Concordia: JIT-Compiled Persistent-Kernel Checkpointing for Fault-Tolerant LLM Inference
2026-06-22 • Distributed, Parallel, and Cluster Computing
Distributed, Parallel, and Cluster ComputingMachine Learning
AI summaryⓘ
The authors address the problem of losing important data stored on GPUs during failures in large language model (LLM) systems. They created Concordia, a runtime that keeps important LLM state directly on the GPU and manages recovery without relying on the main CPU. Concordia adds checkpoints and recovery capabilities at a very low level, inside the GPU execution itself, to minimize lost work and speed up recovery. The system can detect and save only the changed parts of memory, making fault tolerance more efficient for continuous LLM inference.

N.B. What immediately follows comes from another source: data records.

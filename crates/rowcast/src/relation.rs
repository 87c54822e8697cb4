mod inverse;
pub use inverse::{inverse, Inverse, InverseRef};

mod lazy;
pub use lazy::Lazy;

mod slot;
pub use slot::{Pending, RelationSlot};

use crate::{model::CascadeMode, Db, Model};

use rowcast_core::{
    driver::operation,
    schema::Relation,
    stmt::{Filter, Target},
    Error, Result,
};

/// Reads every child stored under `parent_id`, back-assigning the parent
/// through `inverse` when the relationship declares one.
pub(crate) fn fetch_children<C: Model>(
    db: &Db,
    rel: &Relation,
    parent_id: i64,
    inverse: Option<&Inverse<C>>,
) -> Result<Vec<C>> {
    let mut children = db
        .select_from::<C>(Target::table(rel.table))
        .filter(&format!("{} = ?", rel.foreign_column), [parent_id])?
        .all()?;

    if let Some(inverse) = inverse {
        for child in &mut children {
            inverse(child);
        }
    }

    Ok(children)
}

/// Deletes every row of `rel.table` stored under `parent_id`.
///
/// This is a single scoped delete; the children's own relationships are not
/// visited.
pub fn delete_children<C: Model>(db: &Db, rel: &Relation, parent_id: i64) -> Result<u64> {
    let target = Target::table(rel.table);
    db.ensure_table::<C>(&target)?;

    db.exec(
        operation::Delete {
            target,
            filter: Filter::eq(rel.foreign_column, parent_id),
        }
        .into(),
    )?
    .rows
    .into_count()
}

/// Writes the pending children held by `slot` after their parent was written
/// under `parent_id`.
///
/// An untouched slot is skipped. An empty slot deletes the stored children.
/// Otherwise every child is stamped with the parent's identifier and inserted;
/// on update the stored children are deleted first.
pub fn cascade_slot<S: RelationSlot>(
    db: &Db,
    owner: &'static str,
    rel: &Relation,
    slot: &mut S,
    parent_id: i64,
    mode: CascadeMode,
) -> Result<()> {
    let children = match slot.pending() {
        Pending::Untouched => return Ok(()),
        Pending::Children(children) => children,
    };

    if children.is_empty() {
        if parent_id > 0 {
            delete_children::<S::Target>(db, rel, parent_id)?;
        }
        return Ok(());
    }

    if parent_id <= 0 {
        return Err(Error::cascade_failed(owner, rel.member, parent_id));
    }

    let foreign = S::Target::fields().foreign_column(rel.foreign_column)?;
    let parent = rowcast_core::stmt::Value::Integer(parent_id);
    for child in children.iter_mut() {
        (foreign.set)(child, &parent)?;
    }

    if mode == CascadeMode::Update {
        delete_children::<S::Target>(db, rel, parent_id)?;
    }

    db.insert_into::<S::Target>(Target::table(rel.table))
        .values(children.iter_mut())
        .run()?;

    Ok(())
}
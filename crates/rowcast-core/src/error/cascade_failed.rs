use super::Error;

/// Error when children cannot be written or cleared along with their parent.
///
/// Raised when a relation carries pending children but the parent row has no
/// persisted identifier to stamp into the child's foreign column.
#[derive(Debug)]
pub(super) struct CascadeFailed {
    model: Box<str>,
    member: Box<str>,
    parent_id: i64,
}

impl std::error::Error for CascadeFailed {}

impl core::fmt::Display for CascadeFailed {
    fn fmt(&self, f: &mut core::fmt::Formatter) -> core::fmt::Result {
        write!(
            f,
            "cannot cascade `{}.{}`: parent identifier {} is not persisted",
            self.model, self.member, self.parent_id
        )
    }
}

impl Error {
    /// Creates a cascade failure for the relation `member` of `model`.
    pub fn cascade_failed(model: &str, member: &str, parent_id: i64) -> Error {
        Error::from(super::ErrorKind::CascadeFailed(CascadeFailed {
            model: model.into(),
            member: member.into(),
            parent_id,
        }))
    }

    /// Returns `true` if this error, or any context beneath it, is a cascade failure.
    pub fn is_cascade_failed(&self) -> bool {
        self.any_in_chain(|kind| matches!(kind, super::ErrorKind::CascadeFailed(_)))
    }
}
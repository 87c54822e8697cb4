mod response;
pub use response::{Response, ResultSet, Row, Rows};

pub mod operation;
pub use operation::Operation;

use std::fmt::Debug;

/// A storage backend.
///
/// Each call executes exactly one statement; drivers own their locking and
/// never span a transaction across calls.
pub trait Driver: Debug + Send + Sync + 'static {
    /// Execute a storage operation
    fn exec(&self, op: Operation) -> crate::Result<Response>;
}

impl<T: Driver + ?Sized> Driver for std::sync::Arc<T> {
    fn exec(&self, op: Operation) -> crate::Result<Response> {
        (**self).exec(op)
    }
}

impl<T: Driver + ?Sized> Driver for Box<T> {
    fn exec(&self, op: Operation) -> crate::Result<Response> {
        (**self).exec(op)
    }
}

large language model (LLM)GPUcheckpointingfault tolerancepersistent kernelPTXSASSJIT compilationKV cachedelta checkpoint
Authors
Yuhang Gan, Yiwei Yang, Yuyi Li, Xiangyu Gao, Yichen Wang, Rain Jiang, Xiaoning Ding, Andi Quinn, Chen Qian
Abstract
Long-running LLM agents keep valuable state resident on GPUs: KV caches, request schedulers, communication state, and sometimes online adapters. Losing this state after a GPU or communicator failure can discard minutes to hours of work, yet existing recovery mechanisms either restart the whole serving stack or require application-specific checkpoint logic inside every attention and runtime component. This paper argues that fault tolerance for such workloads needs a GPU-resident execution context: checkpoint hooks must run at device synchronization points, observe binary kernels that frameworks and libraries actually execute, and recover without putting the host CPU on the critical path. We present Concordia, a runtime that uses a device-resident persistent kernel as the substrate for fault-tolerant LLM inference. Concordia interposes on GPU module loading and supports PTX- and SASS-level instrumentation, allowing checkpoint and pause hooks to be inserted below framework code and library boundaries. For each registered LLM state region, Concordia JIT-compiles a specialized delta-checkpoint handler -- for example, a KV-block scanner, adapter-page scanner, or recovery applier -- and hot-swaps it into the persistent kernel's operator table. The persistent kernel consumes a lock-free ring buffer of compute, checkpoint, append-log, and recovery tasks, so the same always-on executor triggers dirty-page detection, stages deltas, and appends committed records to a CPU-visible log in CXL memory or host DRAM.